Obama Meets With Economic Advisors Including Former Fannie Mae Board Member William Daley:

The Politico Reports Former Commerce Secretary William Daley Will Attend Obama's Economic Meeting To Advise Him On The Financial Crisis. ("Obama's Banking Brain Trust," The Politico, 9/19/08)

Daley Serves As An Obama Advisor For Economic Policy. "At his stop in New Mexico, Obama sought to keep the focus almost exclusively on the economy, appearing with a panel of experts that included William Daley, brother of Chicago Mayor Richard Daley and a former U.S. commerce secretary." (John McCormick and Jill Zuckman, "Rivals Spend Day As Frequent Fliers," Chicago Tribune, 2/2/08)
Daley Served On The Fannie Mae Board And Received Hundreds Of Thousands In Stock Options And Director Fees. "After Clinton passed over Daley for a Cabinet post in his first term, he appointed him to the Fannie Mae board. Daley reported collecting $ 24,814 in director's fees in 1996 from the firm. He also listed deferred compensation and stock options from Fannie Mae worth between $ 215,000 and $ 500,000." (Charles R. Babcock and Barbara J. Saffir, "In Wealth, Clinton Team Doesn't Look Like America," The Washington Post, 6/24/97)

Former Fannie Mae CEO Jim Johnson Recruited Daley For Fannie Mae. "Fannie's government relations operations dramatically expanded in the mid-1990s, when then-CEO Johnson recruited Washington A-listers Robert Zoellick, who served in the Reagan and Bush administrations; Lawrence M. Small, former secretary of the Smithsonian Institution; and William M. Daley, commerce secretary in the Clinton administration." (Lisa Lerer, "Fannie, Freddie Spent $200M To Buy Influence," The Politico, 7/16/08)

NOTE: From 2002 Through 2005, Daley's Son Was A Registered Lobbyist For Fannie Mae. (U.S. Senate Office Of Public Records Website, soprweb.senate.gov, Accessed 7/27/08)

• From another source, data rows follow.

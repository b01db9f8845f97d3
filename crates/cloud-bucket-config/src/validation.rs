// Cloud Bucket - uniform object storage access
// Copyright (C) 2025 Cloud Bucket Contributors
//
// This program is free software: you can redistribute it and/or modify
// it under the terms of the GNU Affero General Public License as published
// by the Free Software Foundation, either version 3 of the License, or
// (at your option) any later version.
//
// This program is distributed in the hope that it will be useful,
// but WITHOUT ANY WARRANTY; without even the implied warranty of
// MERCHANTABILITY or FITNESS FOR A PARTICULAR PURPOSE. See the
// GNU Affero General Public License for more details.
use crate::error::{ConfigError, ConfigResult};
use crate::schema::{Config, LoggingConfig, SigningProfile};
use cloud_bucket_observability::parse_filter;
use cloud_bucket_signer::{HmacKey, PolicyKey, SigningScheme};
use cloud_bucket_storage::BackendConfig;
use serde_json::Value;

/// Trait for validating configuration
pub trait Validator {
    /// Validate the configuration
    fn validate(&self) -> ConfigResult<()>;
}

impl Validator for Config {
    fn validate(&self) -> ConfigResult<()> {
        for (name, value) in &self.buckets {
            validate_bucket(name, value)?;
        }
        for (name, profile) in &self.signing {
            profile
                .validate()
                .map_err(|e| ConfigError::invalid_value(format!("signing.{name}"), e.to_string()))?;
        }
        self.logging.validate()
    }
}

fn validate_bucket(name: &str, value: &Value) -> ConfigResult<()> {
    let field = format!("buckets.{name}");
    let backend =
        BackendConfig::from_value(value).map_err(|e| ConfigError::invalid_value(&field, e.to_string()))?;

    if backend.bucket_name().is_empty() {
        return Err(ConfigError::MissingRequired(format!("{field}.bucket_name")));
    }
    if let BackendConfig::Minio(minio) = &backend {
        minio
            .validate()
            .map_err(|e| ConfigError::invalid_value(&field, e.to_string()))?;
    }
    Ok(())
}

impl Validator for SigningProfile {
    fn validate(&self) -> ConfigResult<()> {
        let scheme = self.signing_scheme()?;

        if self.expires_in_secs == 0 {
            return Err(ConfigError::invalid_value(
                "expires_in_secs",
                "must be greater than zero",
            ));
        }
        if self.urls.iter().any(|url| url.is_empty()) {
            return Err(ConfigError::invalid_value("urls", "URL bases cannot be empty"));
        }
        if scheme == SigningScheme::Passthrough {
            return Ok(());
        }

        if self.key_name.is_empty() {
            return Err(ConfigError::MissingRequired("key_name".to_string()));
        }
        match (&self.key, &self.key_path) {
            (Some(_), Some(_)) => Err(ConfigError::ConflictingValues(
                "set either `key` or `key_path`, not both".to_string(),
            )),
            (None, None) => Err(ConfigError::MissingRequired("key or key_path".to_string())),
            (None, Some(_)) => Ok(()),
            (Some(key), None) => {
                match scheme {
                    SigningScheme::Policy => {
                        PolicyKey::from_pem(key)?;
                    }
                    SigningScheme::Hmac => {
                        HmacKey::from_base64(key)?;
                    }
                    SigningScheme::Passthrough => {}
                }
                Ok(())
            }
        }
    }
}

impl Validator for LoggingConfig {
    fn validate(&self) -> ConfigResult<()> {
        self.log_config()?;
        if let Some(level) = &self.level {
            parse_filter(level)
                .map_err(|e| ConfigError::invalid_value("logging.level", e.to_string()))?;
        }
        Ok(())
    }
}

As Sen. John McCain Advocated Reforming Fannie Mae And Freddie Mac, Obama "Was Notably Silent," And His Supporters Blocked Reform:

The Washington Post: "In 2006, [McCain] Pushed For Stronger Regulation Of Fannie Mae And Freddie Mac -- While Mr. Obama Was Notably Silent." (Editorial, "'Always for Less Regulation?'" The Washington Post, 9/19/08)

McCain In 2006: "If Congress Does Not Act, American Taxpayers Will Continue To Be Exposed To The Enormous Risk That Fannie Mae And Freddie Mac Pose To The Housing Market, The Overall Financial System, And The Economy As A Whole." McCain: "I join as a cosponsor of the Federal Housing Enterprise Regulatory Reform Act of 2005, S. 190, to underscore my support for quick passage of GSE regulatory reform legislation. If Congress does not act, American taxpayers will continue to be exposed to the enormous risk that Fannie Mae and Freddie Mac pose to the housing market, the overall financial system, and the economy as a whole." (Office Of U.S. Senator John McCain, "McCain Statement On Co-Sponsorship Of The Federal Housing Enterprise Regul atory Reform Act Of 2005," Press Release, 5/26/06)

"The Powerhouse Democratic Overseers Of The Banking Committees -- Rep. Barney Frank, Sen. Christopher Dodd And Sen. Chuck Schumer -- Protected Fannie And Freddie." (Robert Novak, Op-Ed, "Crony Image Dogs Paulson's Rescue Effort," Chicago Sun-Times, 7/17/08)

Obama Ranks Second Among Donations From Fannie Mae And Freddie Mac Among All Members Of Congress Since 1989:

In Just Four Years, Obama Has Received More Money From Fannie Mae And Freddie Mac Than Any Other Member Of Congress In The Past Two Decades (Since 1989) Except Senate Banking Committee Chairman Sen. Chris Dodd. (Lindsay Renick Mayer, "Fannie Mae And Freddie Mac Invest In Lawmakers," Center For Responsive Politics' "Capital Eye" Blog, www.opensecrets.org, 9/11/08)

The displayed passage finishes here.